Revolutionary Defeatism
Apsken at aol.com
Apsken at aol.com
Tue Mar 30 12:40:29 PST 1999
Revolutionary defeatism is a phrase from Lenin referring to the duty of
Marxists in imperialist countries to oppose the war efforts of their own
governments (and thus in effect to encourage the defeat of their countries'
armies by their imperialist opponents, although the actual slogans of the
Soviet of Workers and Soldiers were "Turn the guns around!" and "Turn the
imperialist war into civil war!"; Lenin used the term defiantly and
provocatively, to stiffen his comrades' resolve in the face of the Second
International's collapse into national patriotism).

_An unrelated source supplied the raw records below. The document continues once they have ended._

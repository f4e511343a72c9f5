//! State management module
//! 
//! This module contains the timer session, the duration selection and the
//! state machine that ties them to the countdown and alert tasks.

pub mod app_state;
pub mod cancel_guard;
pub mod selection;
pub mod session;
pub mod snapshot;

// Re-export main types
pub use app_state::{AppState, Platform};
pub use cancel_guard::CancelGuard;
pub use selection::DurationSelection;
pub use session::{format_remaining, CancelRequest, TickOutcome, TimerSession, TimerStatus};
pub use snapshot::TimerSnapshot;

Naturally revolutionary
defeatists also hope for the rest of what Doug wrote, but those points are
beyond the usual meaning of the term. Hal Draper as a Shachtmanite leader once
wrote an article titled "The Myth of Lenin's 'Revolutionary Defeatism'," which
was a tortured argument that Lenin didn't really mean it, that it would have
been contradictory for German workers to advocate the defeat of Germany;
British, the defeat of Britain; Russians, the defeat of Russia, and so forth,
as though those outcomes were mutually exclusive of one another and of the
revolutionary project. Hal's real problem was his anti-Stalinist discomfort in
calling for the defeat of the U.S. in a hypothetical war with the USSR; his
article was a fundamental text for the Third Camp, shortly before the main
Third Camp leaders abandoned their pretense and declared themselves in support
of U.S. military conquests. As a consequence of Hal's tutelage, many otherwise
radical Third Campers had great difficulty in taking a positive view of a
Vietnamese victory over U.S. forces, because they regarded both Ho Chi Minh
and the NLF as surrogates of Soviet "imperialism," against which they were
holding out their Third Camp alternative.